Real-time video histograms with OpenCV and Python

In this post, we’ll use OpenCV-Python to process video from a camera (or from a video file) and Python’s matplotlib package to plot a histogram of the video’s pixel intensities in real time. This is the final product:

What is a histogram and what is it good for? Histograms represent the frequency with which something occurs. In the context of images (or video), a histogram shows us the distribution of the intensity of all the pixels in the image—in other words, how much of the image is light, how much of the image is dark, and everything in between. In OpenCV, pixel intensity is represented by an unsigned 8-bit integer, i.e., by a number from 0 to 255, where 0 is black and 255 is white. In an image with a lot of bright shades, more of the pixels will be closer to 255. In contrast, in an image with a lot of dark shades, a relatively large number of pixels will be closer to 0. Usually, the pixel intensity range of 0 to 255 is sub-divided into groups of equal size, called “bins,” to reduce computation time. For example, if we chose to divide the range into 16 bins, the first bin—let’s call it bin 0—would contain pixel intensities from 0 to 15. Any pixel with a value from 0 to 15 would fall into this first bin. The next bin, bin 1, would contain pixel intensities from 16 to 31, and so on.

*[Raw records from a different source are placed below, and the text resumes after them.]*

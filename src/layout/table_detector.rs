//! Table segmentation over a line sequence.
//!
//! A line with more than one run is a row candidate. A maximal run of row
//! candidates sharing the same column count (and, under a strict policy,
//! the same column positions) becomes one [`Table`]: the first line supplies
//! the headers and every later line one row.
//!
//! Note: by default only column *counts* are compared, so two unrelated
//! two-column lines that happen to be adjacent form a table. Position checks
//! live in [`StrictPolicy`](crate::layout::policy::StrictPolicy).

use crate::config::DEFAULT_MAX_TABLE_ITERATIONS;
use crate::document::{Element, Table};
use crate::layout::policy::LineSegmentationPolicy;
use crate::layout::text_block::Line;

/// Outcome of a segmentation pass.
#[derive(Debug, Clone, PartialEq)]
pub struct Segmentation {
    /// Lines and tables in order
    pub elements: Vec<Element>,
    /// Number of tables built
    pub tables: usize,
    /// Scans performed
    pub iterations: usize,
    /// The iteration cap stopped the pass before the sequence was exhausted
    pub hit_iteration_cap: bool,
}

enum Slot {
    Line(Line),
    Table(Table),
}

/// Replace runs of row-like lines with tables using the default cap.
pub fn detect_tables(lines: Vec<Line>, policy: &dyn LineSegmentationPolicy) -> Segmentation {
    segment_tables(lines, policy, DEFAULT_MAX_TABLE_ITERATIONS)
}

/// Replace runs of row-like lines with tables.
///
/// Each iteration scans from the top for the first row-like line and the
/// extent of its run. A run of a single line ends the pass: a lone wide line
/// is never promoted to a table. Otherwise the run is swapped for a table
/// and the scan restarts. After `max_iterations` scans the pass stops and
/// returns whatever has been segmented so far. [`Segmentation::hit_iteration_cap`]
/// is set only if a table-forming run was still left at that point.
///
/// No text is dropped or duplicated.
///
/// # Examples
///
/// ```
/// use pdf_structure::layout::{Line, TextItem};
/// use pdf_structure::layout::policy::ReferencePolicy;
/// use pdf_structure::layout::table_detector::segment_tables;
///
/// let row = |y: f64, a: &str, b: &str| {
///     Line::with_items(y, vec![
///         TextItem::new(a, 0.0, 30.0, y, 12.0),
///         TextItem::new(b, 50.0, 70.0, y, 12.0),
///     ])
/// };
/// let result = segment_tables(vec![row(100.0, "Name", "Age"), row(80.0, "Alice", "30")], &ReferencePolicy, 1000);
/// assert_eq!(result.tables, 1);
/// let table = result.elements[0].as_table().unwrap();
/// assert_eq!(table.headers, vec!["Name", "Age"]);
/// ```
pub fn segment_tables(
    lines: Vec<Line>,
    policy: &dyn LineSegmentationPolicy,
    max_iterations: usize,
) -> Segmentation {
    let mut slots: Vec<Slot> = lines.into_iter().map(Slot::Line).collect();
    let mut iterations = 0;
    let mut tables = 0;
    let mut hit_iteration_cap = false;

    loop {
        if iterations >= max_iterations {
            // Only a run that would still become a table makes the result partial.
            hit_iteration_cap = find_row_run(&slots, policy).is_some_and(|(start, end)| start != end);
            if hit_iteration_cap {
                log::warn!(
                    "Table segmentation stopped at the iteration cap ({}); output is partially segmented",
                    max_iterations
                );
            }
            break;
        }
        iterations += 1;

        let Some((start, end)) = find_row_run(&slots, policy) else {
            break;
        };
        if start == end {
            break;
        }

        log::debug!("Table over lines {}..={} ({} columns)", start, end, column_count(&slots, start));
        slots = replace_run(slots, start, end);
        tables += 1;
    }

    let elements = slots
        .into_iter()
        .map(|slot| match slot {
            Slot::Line(line) => Element::from(line),
            Slot::Table(table) => Element::from(table),
        })
        .collect();

    Segmentation {
        elements,
        tables,
        iterations,
        hit_iteration_cap,
    }
}

/// First row-like line and the last line of its run.
///
/// The run ends before the first line whose column count differs, before a
/// line the policy rejects as misaligned, before an already built table, or
/// at the end of the sequence.
fn find_row_run(slots: &[Slot], policy: &dyn LineSegmentationPolicy) -> Option<(usize, usize)> {
    let start = slots
        .iter()
        .position(|slot| matches!(slot, Slot::Line(line) if line.is_row_like()))?;
    let Slot::Line(first_row) = &slots[start] else {
        return None;
    };

    let run_length = slots[start + 1..]
        .iter()
        .take_while(|slot| match slot {
            Slot::Line(line) => line.len() == first_row.len() && policy.row_aligns(first_row, line),
            Slot::Table(_) => false,
        })
        .count();

    Some((start, start + run_length))
}

fn column_count(slots: &[Slot], index: usize) -> usize {
    match slots.get(index) {
        Some(Slot::Line(line)) => line.len(),
        _ => 0,
    }
}

/// Rebuild the sequence with `start..=end` swapped for one table.
fn replace_run(slots: Vec<Slot>, start: usize, end: usize) -> Vec<Slot> {
    let mut rebuilt = Vec::with_capacity(slots.len() - (end - start));
    let mut run = Vec::with_capacity(end - start + 1);

    for (index, slot) in slots.into_iter().enumerate() {
        if index < start || index > end {
            rebuilt.push(slot);
            continue;
        }
        match slot {
            Slot::Line(line) => run.push(line),
            table @ Slot::Table(_) => rebuilt.push(table),
        }
        if index == end {
            rebuilt.push(Slot::Table(Table::from_lines(std::mem::take(&mut run))));
        }
    }

    rebuilt
}

#[cfg(test)]
mod tests {
    use super::*;
    use crate::layout::policy::{ReferencePolicy, StrictPolicy};
    use crate::layout::TextItem;

    fn row(cells: &[&str], y: f64) -> Line {
        Line::with_items(
            y,
            cells
                .iter()
                .enumerate()
                .map(|(i, text)| TextItem::new(*text, i as f64 * 100.0, i as f64 * 100.0 + 40.0, y, 12.0))
                .collect(),
        )
    }

    fn s(text: &str) -> String {
        text.to_string()
    }

    #[test]
    fn test_two_rows_make_a_table() {
        let lines = vec![row(&["Name", "Age"], 100.0), row(&["Alice", "30"], 80.0)];
        let result = segment_tables(lines, &ReferencePolicy, 1000);
        assert_eq!(result.tables, 1);
        assert_eq!(
            result.elements,
            vec![Element::Table(Table {
                headers: vec![s("Name"), s("Age")],
                rows: vec![vec![vec![s("Alice")], vec![s("30")]]],
            })]
        );
        assert!(!result.hit_iteration_cap);
    }

    #[test]
    fn test_lone_row_is_not_a_table() {
        let lines = vec![row(&["intro"], 120.0), row(&["A", "B"], 100.0), row(&["outro"], 80.0)];
        let result = segment_tables(lines, &ReferencePolicy, 1000);
        assert_eq!(result.tables, 0);
        assert_eq!(result.elements.len(), 3);
        assert_eq!(result.elements[1], Element::Line(vec![s("A"), s("B")]));
    }

    #[test]
    fn test_column_count_mismatch_ends_run() {
        let lines = vec![
            row(&["intro"], 140.0),
            row(&["a", "b"], 120.0),
            row(&["1", "2"], 100.0),
            row(&["x", "y", "z"], 80.0),
            row(&["7", "8", "9"], 60.0),
            row(&["outro"], 40.0),
        ];
        let result = segment_tables(lines, &ReferencePolicy, 1000);
        assert_eq!(result.tables, 2);
        assert_eq!(result.elements.len(), 4);
        assert_eq!(result.elements[1].as_table().map(Table::num_columns), Some(2));
        assert_eq!(result.elements[2].as_table().map(Table::num_columns), Some(3));
    }

    #[test]
    fn test_run_reaching_end_of_sequence() {
        let lines = vec![row(&["text"], 100.0), row(&["h1", "h2"], 80.0), row(&["c1", "c2"], 60.0)];
        let result = segment_tables(lines, &ReferencePolicy, 1000);
        assert_eq!(result.tables, 1);
        assert_eq!(result.elements.len(), 2);
        assert_eq!(result.iterations, 2);
    }

    #[test]
    fn test_tables_do_not_swallow_each_other() {
        // A single-run line between two runs keeps them apart.
        let lines = vec![
            row(&["a", "b"], 200.0),
            row(&["c", "d"], 180.0),
            row(&["single"], 160.0),
            row(&["e", "f"], 140.0),
            row(&["g", "h"], 120.0),
        ];
        let result = segment_tables(lines, &ReferencePolicy, 1000);
        assert_eq!(result.tables, 2);
        assert_eq!(result.elements.len(), 3);
        assert!(result.elements[0].is_table());
        assert!(result.elements[2].is_table());
    }

    #[test]
    fn test_iteration_cap_returns_partial_result() {
        let lines = vec![
            row(&["a", "b"], 200.0),
            row(&["c", "d"], 180.0),
            row(&["single"], 160.0),
            row(&["e", "f"], 140.0),
            row(&["g", "h"], 120.0),
        ];
        let result = segment_tables(lines, &ReferencePolicy, 1);
        assert!(result.hit_iteration_cap);
        assert_eq!(result.tables, 1);
        assert_eq!(result.elements.len(), 4);
    }

    #[test]
    fn test_finishing_exactly_at_cap_is_not_partial() {
        let lines = vec![row(&["Name", "Age"], 100.0), row(&["Alice", "30"], 80.0)];
        let result = segment_tables(lines, &ReferencePolicy, 1);
        assert_eq!(result.tables, 1);
        assert_eq!(result.iterations, 1);
        assert!(!result.hit_iteration_cap);
    }

    #[test]
    fn test_text_is_preserved() {
        let lines = vec![
            row(&["p"], 220.0),
            row(&["a", "b"], 200.0),
            row(&["c", "d"], 180.0),
            row(&["q"], 160.0),
        ];
        let expected: Vec<String> = lines.iter().flat_map(Line::texts).collect();
        let result = segment_tables(lines, &ReferencePolicy, 1000);
        let actual: Vec<&str> = result.elements.iter().flat_map(Element::fragments).collect();
        assert_eq!(actual, expected);
    }

    #[test]
    fn test_strict_policy_splits_misaligned_rows() {
        let mut shifted = row(&["wide cell", "b"], 160.0);
        shifted.items[0].x_end = 150.0;
        let lines = vec![row(&["h1", "h2"], 200.0), row(&["a", "b"], 180.0), shifted];
        let result = segment_tables(lines, &StrictPolicy::new(5.0, 12.0), 1000);
        assert_eq!(result.tables, 1);
        assert_eq!(result.elements.len(), 2);
        assert_eq!(result.elements[0].as_table().map(Table::num_rows), Some(1));
    }
}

Histograms often serve important purposes in computer vision and image processing. They can be used to determine how similar two images are, or they can be used to differentiate objects in the foreground from the background, since one will often be lighter than the other (which aids in thresholding). A histogram also makes it easy to determine when an image has changed or when something has moved. In the video above, you can see how even slight changes in lighting or shadow are reflected in the histogram.

Let’s dive into the code and see how the video was created. Note that this post assumes you have OpenCV and the OpenCV-Python bindings installed and set up. Installing OpenCV can be an involved and nontrivial process that is considerably outside the scope of this post. You might find the OpenCV installation documentation for Linux, Windows, or iOS useful. Personally, I’m currently running OpenCV 3.2.0 on Ubuntu 16.04 and found Adrian Rosebrock’s instructions at pyimagesearch to be invaluable.

The code

Open your favorite editor and create a file named real_time_histogram.py, or grab the file from my Github and follow along.

import numpy as np
import matplotlib.pyplot as plt
import argparse
import cv2

parser = argparse.ArgumentParser()
parser.add_argument('-f', '--file',
    help='Path to video file (if not using camera)')
parser.add_argument('-c', '--color', type=str, default='gray',
    help='Color space: "gray" (default) or "rgb"')
parser.add_argument('-b', '--bins', type=int, default=16,
    help='Number of bins per channel (default 16)')
parser.add_argument('-w', '--width', type=int, default=0,
    help='Resize video to specified width in pixels (maintains aspect)')
args = vars(parser.parse_args())

First, we import the necessary packages and set up the argument parser. All arguments are optional; by default, the script will take video input from a camera without resizing the video frames, and will display a grayscale histogram with 16 bins.

# Configure VideoCapture class instance for using camera or file input.
if not args.get('file', False):
    capture = cv2.VideoCapture(0)
else:
    capture = cv2.VideoCapture(args['file'])

color = args['color']
bins = args['bins']
resizeWidth = args['width']

Next, we process the arguments. On lines 19 and 21, we create an object called capture, an instance of the VideoCapture class. If using a camera, cv2.VideoCapture() must be supplied with an integer representing the device ID. If there’s only one camera connected, we can simply pass 0, as on line 19. Alternatively, to read from a video file or image sequence, we must pass it a filename, as on line 21.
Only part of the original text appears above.